● WHAT YOU NEED TO DO
Quote, with no changes, the lines that run from the top of the material to the line with "and Paging only", both included.
(THE DATA begins)
//! Search and show-more coordination over one browsing session.

use std::num::NonZeroUsize;
use std::sync::Arc;

use serde::Serialize;

use super::catalog::Catalog;
use super::filter::apply_filters;
use super::models::{Book, FilterCriteria};
use super::pagination::PaginationCursor;
use super::preview::ShowMoreButton;

/// Where the booklist is in handling an event. Filtering and Paging only
/// last for the duration of a single call.
#[derive(Debug, Clone, Copy, PartialEq, Eq, Serialize)]
#[serde(rename_all = "lowercase")]
pub enum Phase {
    Idle,
    Filtering,
    Paging,
}

/// Side effect the presentation layer should perform.
#[derive(Debug, Clone, Copy, PartialEq, Eq, Serialize)]
#[serde(rename_all = "snake_case")]
pub enum UiEffect {
    ScrollToTop,
}

/// Result of a search: the first page replaces whatever was listed.
#[derive(Debug, Clone)]
pub struct SearchOutcome {
    pub items: Vec<Arc<Book>>,
    pub total: usize,
    pub remaining: usize,
    pub effects: Vec<UiEffect>,
}

impl SearchOutcome {
    /// No book matched; the "no results" message should show.
    pub fn is_empty(&self) -> bool {
        self.total < 1
    }

    pub fn button(&self) -> ShowMoreButton {
        ShowMoreButton::for_remaining(self.remaining)
    }
}

/// Result of show-more: `items` are appended after those already listed.
#[derive(Debug, Clone)]
pub struct PageOutcome {
    pub items: Vec<Arc<Book>>,
    pub page_index: usize,
    pub remaining: usize,
}

impl PageOutcome {
    pub fn button(&self) -> ShowMoreButton {
        ShowMoreButton::for_remaining(self.remaining)
    }
}

/// The current match set and how much of it has been revealed.
#[derive(Debug)]
pub struct Booklist {
    catalog: Arc<Catalog>,
    criteria: FilterCriteria,
    matches: Vec<Arc<Book>>,
    cursor: PaginationCursor,
    phase: Phase,
}

impl Booklist {
    /// Start with the whole catalog matched and the first page revealed.
    pub fn new(catalog: Arc<Catalog>, page_size: NonZeroUsize) -> Self {
        let matches = catalog.books().to_vec();
        Self {
            catalog,
            criteria: FilterCriteria::default(),
            matches,
            cursor: PaginationCursor::new(page_size),
            phase: Phase::Idle,
        }
    }

    pub fn catalog(&self) -> &Arc<Catalog> {
        &self.catalog
    }

    pub fn criteria(&self) -> &FilterCriteria {
        &self.criteria
    }

    pub fn matches(&self) -> &[Arc<Book>] {
        &self.matches
    }

    pub fn page_index(&self) -> usize {
        self.cursor.page_index()
    }

    pub fn page_size(&self) -> usize {
        self.cursor.page_size()
    }

    #[cfg(test)]
    pub fn phase(&self) -> Phase {
        self.phase
    }

    pub fn remaining(&self) -> usize {
        self.cursor.remaining(self.matches.len())
    }

    pub fn is_empty(&self) -> bool {
        self.matches.is_empty()
    }

    /// Every book listed so far.
    pub fn visible(&self) -> &[Arc<Book>] {
        self.cursor.revealed(&self.matches)
    }

    pub fn button(&self) -> ShowMoreButton {
        ShowMoreButton::for_remaining(self.remaining())
    }

    /// Replace the match set and rewind to the first page.
    pub fn search(&mut self, criteria: FilterCriteria) -> SearchOutcome {
        self.phase = Phase::Filtering;
        tracing::trace!(phase = ?self.phase, "filtering catalog");
        let matches = if criteria.is_unconstrained() {
            self.catalog.books().to_vec()
        } else {
            apply_filters(self.catalog.books(), &criteria)
        };

        self.matches = matches;
        self.criteria = criteria;
        self.cursor.reset();

        let outcome = SearchOutcome {
            items: self.cursor.current_slice(&self.matches).to_vec(),
            total: self.matches.len(),
            remaining: self.remaining(),
            effects: vec![UiEffect::ScrollToTop],
        };
        self.phase = Phase::Idle;

        tracing::debug!(
            title = %self.criteria.title_query,
            author = self.criteria.author.as_field(),
            genre = self.criteria.genre.as_field(),
            total = outcome.total,
            remaining = outcome.remaining,
            "search applied"
        );
        outcome
    }

    /// Reveal the next page. With nothing left this changes nothing and
    /// returns no items.
    pub fn show_more(&mut self) -> PageOutcome {
        if self.remaining() == 0 {
            tracing::debug!(page = self.page_index(), "show more ignored; nothing remaining");
            return PageOutcome {
                items: Vec::new(),
                page_index: self.page_index(),
                remaining: 0,
            };
        }

        self.phase = Phase::Paging;
        tracing::trace!(phase = ?self.phase, page = self.page_index(), "advancing cursor");
        self.cursor.advance();
        let outcome = PageOutcome {
            items: self.cursor.current_slice(&self.matches).to_vec(),
            page_index: self.page_index(),
            remaining: self.remaining(),
        };
        self.phase = Phase::Idle;

        tracing::debug!(
            page = outcome.page_index,
            appended = outcome.items.len(),
            remaining = outcome.remaining,
            "page revealed"
        );
        outcome
    }
}

#[cfg(test)]
mod tests {
    use super::*;
    use crate::modules::books::catalog::fixtures::catalog_of;
    use crate::modules::books::models::Constraint;

    fn booklist(books: usize, page_size: usize) -> Booklist {
        Booklist::new(
            Arc::new(catalog_of(books)),
            NonZeroUsize::new(page_size).unwrap(),
        )
    }

    fn ids(books: &[Arc<Book>]) -> Vec<String> {
        books.iter().map(|b| b.id.clone()).collect()
    }

    fn range(start: usize, end: usize) -> Vec<String> {
        (start..end).map(|i| format!("b{i}")).collect()
    }

    #[test]
    fn initial_load_reveals_first_page() {
        let list = booklist(25, 10);
        assert_eq!(ids(list.visible()), range(0, 10));
        assert_eq!(list.remaining(), 15);
        assert_eq!(list.page_index(), 1);
        assert_eq!(list.phase(), Phase::Idle);
        assert!(!list.button().disabled);
    }

    #[test]
    fn author_search_fits_on_one_page() {
        let mut list = booklist(25, 10);
        list.show_more();

        let outcome = list.search(FilterCriteria::new(
            "",
            Constraint::Is("A1".into()),
            Constraint::Any,
        ));

        assert_eq!(list.page_index(), 1);
        assert_eq!(ids(&outcome.items), vec!["b0", "b10", "b20"]);
        assert_eq!(outcome.remaining, 0);
        assert!(outcome.button().disabled);
        assert!(!outcome.is_empty());
        assert_eq!(outcome.effects, vec![UiEffect::ScrollToTop]);
    }

    #[test]
    fn whitespace_title_search_matches_everything() {
        let mut list = booklist(25, 10);
        let blank = list.search(FilterCriteria::new("  ", Constraint::Any, Constraint::Any));
        let blank_ids = ids(&blank.items);
        let empty = list.search(FilterCriteria::default());
        assert_eq!(blank_ids, ids(&empty.items));
        assert_eq!(blank.remaining, 15);
        assert_eq!(list.matches().len(), 25);
    }

    #[test]
    fn show_more_appends_until_exhausted() {
        let mut list = booklist(25, 10);

        let second = list.show_more();
        assert_eq!(ids(&second.items), range(10, 20));
        assert_eq!(second.remaining, 5);
        assert_eq!(second.button().label, "Show more (5)");

        let third = list.show_more();
        assert_eq!(ids(&third.items), range(20, 25));
        assert_eq!(third.page_index, 3);
        assert_eq!(third.remaining, 0);
        assert!(third.button().disabled);
        assert_eq!(ids(list.visible()), range(0, 25));

        let extra = list.show_more();
        assert!(extra.items.is_empty());
        assert_eq!(extra.page_index, 3);
        assert_eq!(list.page_index(), 3);
    }

    #[test]
    fn search_without_matches_signals_empty() {
        let mut list = booklist(25, 10);
        let outcome = list.search(FilterCriteria::new(
            "no such volume",
            Constraint::Any,
            Constraint::Any,
        ));
        assert!(outcome.is_empty());
        assert!(outcome.items.is_empty());
        assert!(list.is_empty());
        assert_eq!(outcome.remaining, 0);
        assert!(list.show_more().items.is_empty());
    }

    #[test]
    fn every_search_rewinds_the_cursor() {
        let mut list = booklist(25, 10);
        list.show_more();
        list.show_more();
        assert_eq!(list.page_index(), 3);

        let outcome = list.search(FilterCriteria::default());
        assert_eq!(list.page_index(), 1);
        assert_eq!(ids(&outcome.items), range(0, 10));
        assert_eq!(outcome.remaining, 15);
    }

    #[test]
    fn remaining_tracks_the_live_match_set() {
        let mut list = booklist(25, 10);
        for _ in 0..4 {
            let expected = 25usize.saturating_sub(list.page_index() * 10);
            assert_eq!(list.remaining(), expected);
            list.show_more();
        }
        list.search(FilterCriteria::new("", Constraint::Any, Constraint::Is("G2".into())));
        assert_eq!(list.matches().len(), 12);
        assert_eq!(list.remaining(), 2);
    }

    #[test]
    fn unconstrained_search_restores_catalog_order() {
        let mut list = booklist(25, 10);
        list.search(FilterCriteria::new("", Constraint::Is("A3".into()), Constraint::Any));
        assert_eq!(list.matches().len(), 12);
        assert_eq!(list.phase(), Phase::Idle);

        list.search(FilterCriteria::default());
        assert_eq!(ids(list.matches()), ids(list.catalog().books()));
        list.show_more();
        assert_eq!(list.phase(), Phase::Idle);
    }
}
(THE DATA ends)
● ANSWER TO THE PROBLEM
//! Search and show-more coordination over one browsing session.

use std::num::NonZeroUsize;
use std::sync::Arc;

use serde::Serialize;

use super::catalog::Catalog;
use super::filter::apply_filters;
use super::models::{Book, FilterCriteria};
use super::pagination::PaginationCursor;
use super::preview::ShowMoreButton;

/// Where the booklist is in handling an event. Filtering and Paging only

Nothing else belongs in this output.